エモリー大学やMIT、国立清華大学などの国際共同研究チームはこのほど、「単純レントゲンやCTを始めとする医療画像から患者の人種的アイデンティティを特定するのは容易」とする研究成果を公表した。AIの学習過程において、期せずして人種間バイアスを取り込んでしまう可能性を示唆するもので、AIの一般的利用に際する懸念を明示する。
arXivからプレプリント論文として公開された本研究によると、公開データおよび非公開データに基づき構築した「人種検出AI」は、複数モダリティにおいて高い性能で学習することができたという。仔細な分析により、この検出が「特定基礎疾患の分布など、人種を代理する共変量によるものではない」ことも明らかにしている。また、この検出性能はすべての解剖学的領域と画像の周波数スペクトルによって維持されており、現時点で緩和策の策定は困難で、さらなる研究が必要であることを強調する。

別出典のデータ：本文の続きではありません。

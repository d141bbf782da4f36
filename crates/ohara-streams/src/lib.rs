//! Topic-to-topic stream applications.
//!
//! [`OStreamBuilder`] wires a source topic, a destination topic and their
//! serdes into an [`OStream`]; [`OStream::start`] runs it on the tokio runtime.
//!
//! ```no_run
//! use ohara_streams::{OStreamBuilder, Serdes};
//!
//! # async fn run() -> ohara_streams::Result<()> {
//! let running = OStreamBuilder::new(Serdes::string(), Serdes::string())
//!     .bootstrap_servers("localhost:9092")
//!     .from_topic("input")
//!     .to_topic("output")
//!     .build()?
//!     .map_values(|v: String| v.to_uppercase())
//!     .start()
//!     .await?;
//! let stats = running.stop().await?;
//! println!("{} records written", stats.produced);
//! # Ok(())
//! # }
//! ```

pub mod builder;
pub mod error;
pub mod extractor;
pub mod ostream;
pub mod serdes;

pub use builder::{OStreamBuilder, APP_ID_SUFFIX};
pub use error::{Error, Result};
pub use extractor::{RecordTimestampExtractor, TimestampExtractor, WallclockTimestampExtractor};
pub use ostream::{OStream, RunningStream, StreamConfig, StreamStats};
pub use serdes::{
    BytesSerde, CodecDeserializer, CodecSerde, CodecSerializer, Configs, Consumed, Deserializer,
    DoubleSerde, IntSerde, LongSerde, Produced, RowSerde, Serde, SerdeClone, Serdes, Serializer,
    StringSerde, WrapperSerde,
};
//! ohara command-line library
//!
//! Drives Kafka Connect workers, topics and stream applications from the
//! command line, on top of the `ohara-kafka` and `ohara-streams` crates.
//!
//! # CLI Usage
//!
//! ```bash
//! # Deploy a connector on a worker cluster
//! ohara connector create --workers localhost:8083 \
//!   --name perf --class com.example.PerfSource --topics perf-topic
//!
//! # Pause it and wait until every task is paused
//! ohara connector pause perf
//! ohara connector await perf --state PAUSED --timeout 1m
//!
//! # Read what landed on a topic
//! ohara consume --brokers localhost:9092 --topic perf-topic --expected 10
//!
//! # Copy one topic into another until interrupted
//! ohara stream run --from-topic perf-topic --to-topic perf-copy
//! ```

use clap::Parser;

pub mod config;
pub mod connector;
pub mod consume;
pub mod stream;
pub mod topic;

#[derive(Parser, Clone, Debug)]
pub struct WorkerOpts {
    /// Connect workers, as host:port[,host:port...]
    #[arg(long, default_value = "localhost:8083", env = "OHARA_WORKERS")]
    pub workers: String,
}

#[derive(Parser, Clone, Debug)]
pub struct BrokerOpts {
    /// Kafka bootstrap servers
    #[arg(long, default_value = "localhost:9092", env = "OHARA_BROKERS")]
    pub brokers: String,
}
//! Row connector contract tests
//!
//! Exercises the connector traits through two small fixtures: a source that
//! never produces anything and a sink that forwards rows to another topic.

mod contract;
mod fixtures;
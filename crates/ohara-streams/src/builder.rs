use crate::error::{Error, Result};
use crate::extractor::{RecordTimestampExtractor, TimestampExtractor};
use crate::ostream::{OStream, StreamConfig};
use crate::serdes::{Consumed, Produced, Serde};
use ohara_common::util;
use std::sync::Arc;

/// Suffix of generated application ids.
pub const APP_ID_SUFFIX: &str = "-streamApp";

/// Fluent configuration of a topic-to-topic stream.
///
/// Bootstrap servers, the source topic and the destination topic are required.
/// The serdes given to [`OStreamBuilder::new`] are used for any topic set without
/// explicit serdes.
pub struct OStreamBuilder<K, V> {
    key_serde: Box<dyn Serde<K>>,
    value_serde: Box<dyn Serde<V>>,
    bootstrap_servers: Option<String>,
    app_id: Option<String>,
    from_topic: Option<(String, Consumed<K, V>)>,
    to_topic: Option<(String, Produced<K, V>)>,
    extractor: Option<Arc<dyn TimestampExtractor>>,
    clean_start: bool,
}

impl<K, V> OStreamBuilder<K, V> {
    pub fn new(key_serde: impl Serde<K> + 'static, value_serde: impl Serde<V> + 'static) -> Self {
        Self {
            key_serde: Box::new(key_serde),
            value_serde: Box::new(value_serde),
            bootstrap_servers: None,
            app_id: None,
            from_topic: None,
            to_topic: None,
            extractor: None,
            clean_start: false,
        }
    }

    pub fn bootstrap_servers(mut self, servers: impl Into<String>) -> Self {
        self.bootstrap_servers = Some(servers.into());
        self
    }

    /// Application id, also used as the consumer group of the stream.
    pub fn app_id(mut self, app_id: impl Into<String>) -> Self {
        self.app_id = Some(app_id.into());
        self
    }

    pub fn from_topic(mut self, topic: impl Into<String>) -> Self {
        let consumed = Consumed::from_boxed(self.key_serde.clone(), self.value_serde.clone());
        self.from_topic = Some((topic.into(), consumed));
        self
    }

    /// Read `topic` with other serdes.
    ///
    /// The given serdes become the defaults of the returned builder. A
    /// destination topic set earlier keeps its name and switches to the new
    /// serdes.
    pub fn from_topic_with<S, U>(
        self,
        topic: impl Into<String>,
        key_serde: impl Serde<S> + 'static,
        value_serde: impl Serde<U> + 'static,
    ) -> OStreamBuilder<S, U> {
        let key_serde: Box<dyn Serde<S>> = Box::new(key_serde);
        let value_serde: Box<dyn Serde<U>> = Box::new(value_serde);
        let consumed = Consumed::from_boxed(key_serde.clone(), value_serde.clone());
        let to_topic = self.to_topic.map(|(name, _)| {
            (
                name,
                Produced::from_boxed(key_serde.clone(), value_serde.clone()),
            )
        });

        OStreamBuilder {
            key_serde,
            value_serde,
            bootstrap_servers: self.bootstrap_servers,
            app_id: self.app_id,
            from_topic: Some((topic.into(), consumed)),
            to_topic,
            extractor: self.extractor,
            clean_start: self.clean_start,
        }
    }

    pub fn to_topic(mut self, topic: impl Into<String>) -> Self {
        let produced = Produced::from_boxed(self.key_serde.clone(), self.value_serde.clone());
        self.to_topic = Some((topic.into(), produced));
        self
    }

    pub fn to_topic_with(
        mut self,
        topic: impl Into<String>,
        key_serde: impl Serde<K> + 'static,
        value_serde: impl Serde<V> + 'static,
    ) -> Self {
        self.to_topic = Some((topic.into(), Produced::with(key_serde, value_serde)));
        self
    }

    /// Forget the committed progress of the application before starting.
    pub fn clean_start(mut self) -> Self {
        self.clean_start = true;
        self
    }

    pub fn timestamp_extractor(mut self, extractor: impl TimestampExtractor + 'static) -> Self {
        self.extractor = Some(Arc::new(extractor));
        self
    }

    pub fn build(self) -> Result<OStream<K, V>> {
        let bootstrap_servers = self
            .bootstrap_servers
            .ok_or(Error::MissingField("bootstrap_servers"))?;
        let (from_topic, consumed) = self.from_topic.ok_or(Error::MissingField("from_topic"))?;
        let (to_topic, produced) = self.to_topic.ok_or(Error::MissingField("to_topic"))?;
        let app_id = self
            .app_id
            .unwrap_or_else(|| format!("{}{APP_ID_SUFFIX}", util::uuid()));
        let extractor = self
            .extractor
            .unwrap_or_else(|| Arc::new(RecordTimestampExtractor));

        tracing::debug!("Built stream {app_id}: {from_topic} -> {to_topic} on {bootstrap_servers}");

        Ok(OStream::new(
            StreamConfig {
                bootstrap_servers,
                app_id,
                from_topic,
                to_topic,
                clean_start: self.clean_start,
            },
            consumed,
            produced,
            extractor,
        ))
    }
}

研究チームは「人種を予測するモデルの性能自体は重要な問題ではない。仮に、AIモデルが人種識別能を獲得し、黒人患者に対して特定の誤った分類を行った場合、臨床医がこれを見分けることは非常に困難だ」とする。研究において唯一人種識別能を低下させることができたのは、画質を極端に低下させた場合であったが、これはAIのタスクパフォーマンスも著しく低下させる可能性があるため現実的ではない。現時点では開発者・規制当局・ユーザーが、細心の注意を払ってAIモデルと向き合うしかないが、「AIモデルが意図せず内包し得る人種間バイアス」を検出する仕組みは、医療AI構築における重要な論点となっていくはずだ。